How to learn Rolling Updates And Rollbacks for Kubernetes For ML Workloads in MLOps Engineer for free

Who this is for

Mental model

Max surge = how many extra new pods you can add temporarily.
Max unavailable = how many old pods you can take down at once.
Readiness probe = the gate. Only ready pods receive traffic.
Revision history = snapshots of previous ReplicaSets for undo.

What actually happens under the hood

Deployment creates a new ReplicaSet for the new pod template.
New pods start and must pass readiness probes and minReadySeconds.
As new pods become ready, old pods are scaled down respecting maxUnavailable.
If readiness never succeeds or failures spike, you can pause or undo.

Key settings you’ll use

strategy: RollingUpdate with maxSurge and maxUnavailable
minReadySeconds to ensure stability before progressing
readinessProbe aligned with your /health or /v1/models/ready endpoint
preStop hook + terminationGracePeriodSeconds to finish in-flight requests
revisionHistoryLimit to keep enough rollback points
PodDisruptionBudget (PDB) to maintain minimum availability

Worked examples

Example 1: Safe rolling update for a model server

Goal: Zero-downtime rollout for an inference service (e.g., TF Serving).

apiVersion: apps/v1
kind: Deployment
metadata:
  name: model-serving
spec:
  replicas: 4
  revisionHistoryLimit: 10
  strategy:
    type: RollingUpdate
    rollingUpdate:
      maxSurge: 1
      maxUnavailable: 0
  minReadySeconds: 20
  selector:
    matchLabels:
      app: model-serving
  template:
    metadata:
      labels:
        app: model-serving
    spec:
      terminationGracePeriodSeconds: 30
      containers:
      - name: server
        image: myrepo/tf-serving:1.0.3
        args: ["--port=8500", "--rest_api_port=8501", "--model_name=classifier", "--model_base_path=/models/classifier"]
        readinessProbe:
          httpGet:
            path: /v1/models/classifier
            port: 8501
          initialDelaySeconds: 5
          periodSeconds: 5
          failureThreshold: 3
        lifecycle:
          preStop:
            exec:
              command: ["/bin/sh", "-c", "sleep 10"]

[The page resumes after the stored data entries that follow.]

//! Multi-listener notification channel.
//!
//! Listeners are zero-argument callbacks keyed by a `ListenerId`, fired
//! synchronously in registration order. `delivery` snapshots the list so
//! the owner can be released before any listener runs.

use std::cell::RefCell;
use std::rc::Rc;

use tracing::{debug, warn};

/// Handle for removing a listener.
#[derive(Debug, Clone, Copy, PartialEq, Eq, Hash)]
pub struct ListenerId(u64);

type Listener = Rc<RefCell<dyn FnMut()>>;

/// A named observer list.
pub struct Notifier {
    name: &'static str,
    listeners: Vec<(ListenerId, Listener)>,
    next_id: u64,
}

/// Listeners captured for one notification.
///
/// Adding or removing listeners after the capture affects the next
/// notification, not this one.
#[must_use = "a delivery does nothing until run"]
pub struct Delivery {
    name: &'static str,
    listeners: Vec<(ListenerId, Listener)>,
}

impl Delivery {
    /// Call every captured listener once, in registration order.
    pub fn run(self) {
        for (id, listener) in self.listeners {
            match listener.try_borrow_mut() {
                Ok(mut listener) => (*listener)(),
                Err(_) => warn!("{}: listener {} is already running, skipped", self.name, id.0),
            }
        }
    }

    pub fn len(&self) -> usize {
        self.listeners.len()
    }

    pub fn is_empty(&self) -> bool {
        self.listeners.is_empty()
    }
}

impl Notifier {
    pub fn new(name: &'static str) -> Self {
        Self {
            name,
            listeners: Vec::new(),
            next_id: 1,
        }
    }

    /// Register a listener. The same closure may be added more than once.
    pub fn add(&mut self, listener: impl FnMut() + 'static) -> ListenerId {
        let id = ListenerId(self.next_id);
        self.next_id += 1;
        let listener: Listener = Rc::new(RefCell::new(listener));
        self.listeners.push((id, listener));
        debug!("{}: listener {} added", self.name, id.0);
        id
    }

    /// Remove a listener. Returns true if it was registered.
    pub fn remove(&mut self, id: ListenerId) -> bool {
        let before = self.listeners.len();
        self.listeners.retain(|(lid, _)| *lid != id);
        let removed = self.listeners.len() < before;
        if removed {
            debug!("{}: listener {} removed", self.name, id.0);
        }
        removed
    }

    /// Capture the current listeners for a later `Delivery::run`.
    pub fn delivery(&self) -> Delivery {
        Delivery {
            name: self.name,
            listeners: self.listeners.clone(),
        }
    }

    pub fn len(&self) -> usize {
        self.listeners.len()
    }

    pub fn is_empty(&self) -> bool {
        self.listeners.is_empty()
    }
}

impl std::fmt::Debug for Notifier {
    fn fmt(&self, f: &mut std::fmt::Formatter<'_>) -> std::fmt::Result {
        f.debug_struct("Notifier")
            .field("name", &self.name)
            .field("listeners", &self.listeners.len())
            .finish()
    }
}

#[cfg(test)]
mod tests {
    use super::*;

    #[test]
    fn test_empty_delivery() {
        let n = Notifier::new("test");
        assert!(n.is_empty());
        assert!(n.delivery().is_empty());
        n.delivery().run();
    }

    #[test]
    fn test_fan_out_in_registration_order() {
        let mut n = Notifier::new("test");
        let log = Rc::new(RefCell::new(Vec::new()));
        for i in 0..3 {
            let log = log.clone();
            n.add(move || log.borrow_mut().push(i));
        }
        n.delivery().run();
        n.delivery().run();
        assert_eq!(*log.borrow(), vec![0, 1, 2, 0, 1, 2]);
    }

    #[test]
    fn test_remove_listener() {
        let mut n = Notifier::new("test");
        let hits = Rc::new(RefCell::new(0));
        let a = {
            let hits = hits.clone();
            n.add(move || *hits.borrow_mut() += 1)
        };
        let _b = {
            let hits = hits.clone();
            n.add(move || *hits.borrow_mut() += 10)
        };

        assert!(n.remove(a));
        assert!(!n.remove(a));
        assert_eq!(n.len(), 1);

        n.delivery().run();
        assert_eq!(*hits.borrow(), 10);
    }

    #[test]
    fn test_delivery_is_a_snapshot() {
        let mut n = Notifier::new("test");
        let hits = Rc::new(RefCell::new(0));
        let a = {
            let hits = hits.clone();
            n.add(move || *hits.borrow_mut() += 1)
        };

        let delivery = n.delivery();
        assert_eq!(delivery.len(), 1);
        n.remove(a);
        {
            let hits = hits.clone();
            n.add(move || *hits.borrow_mut() += 100);
        }

        // Runs the captured list; the owner can be released first.
        drop(n);
        delivery.run();
        assert_eq!(*hits.borrow(), 1);
    }

    #[test]
    fn test_running_listener_is_not_reentered() {
        let n = Rc::new(RefCell::new(Notifier::new("test")));
        let hits = Rc::new(RefCell::new(0));
        {
            let hits = hits.clone();
            let weak = Rc::downgrade(&n);
            n.borrow_mut().add(move || {
                *hits.borrow_mut() += 1;
                if let Some(n) = weak.upgrade() {
                    let delivery = n.borrow().delivery();
                    delivery.run();
                }
            });
        }

        let delivery = n.borrow().delivery();
        delivery.run();
        assert_eq!(*hits.borrow(), 1);
    }

    #[test]
    fn test_ids_not_reused() {
        let mut n = Notifier::new("test");
        let a = n.add(|| {});
        n.remove(a);
        let b = n.add(|| {});
        assert_ne!(a, b);
    }
}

What this achieves: At most one extra pod while none become unavailable, readiness gates traffic, and a preStop delay lets connections drain.

Example 2: Pause, verify, resume a rollout

# Start an update by changing the image
a kubectl set image deploy/model-serving server=myrepo/tf-serving:1.0.4

# Pause the rollout to hold at the first new pods
kubectl rollout pause deployment model-serving

# Verify new pods come up healthy
a kubectl get pods -l app=model-serving -w

# Check status and events
a kubectl rollout status deployment model-serving
kubectl describe deployment model-serving

# Resume when confident
kubectl rollout resume deployment model-serving

Why pause? To validate readiness, latency, or error metrics before proceeding.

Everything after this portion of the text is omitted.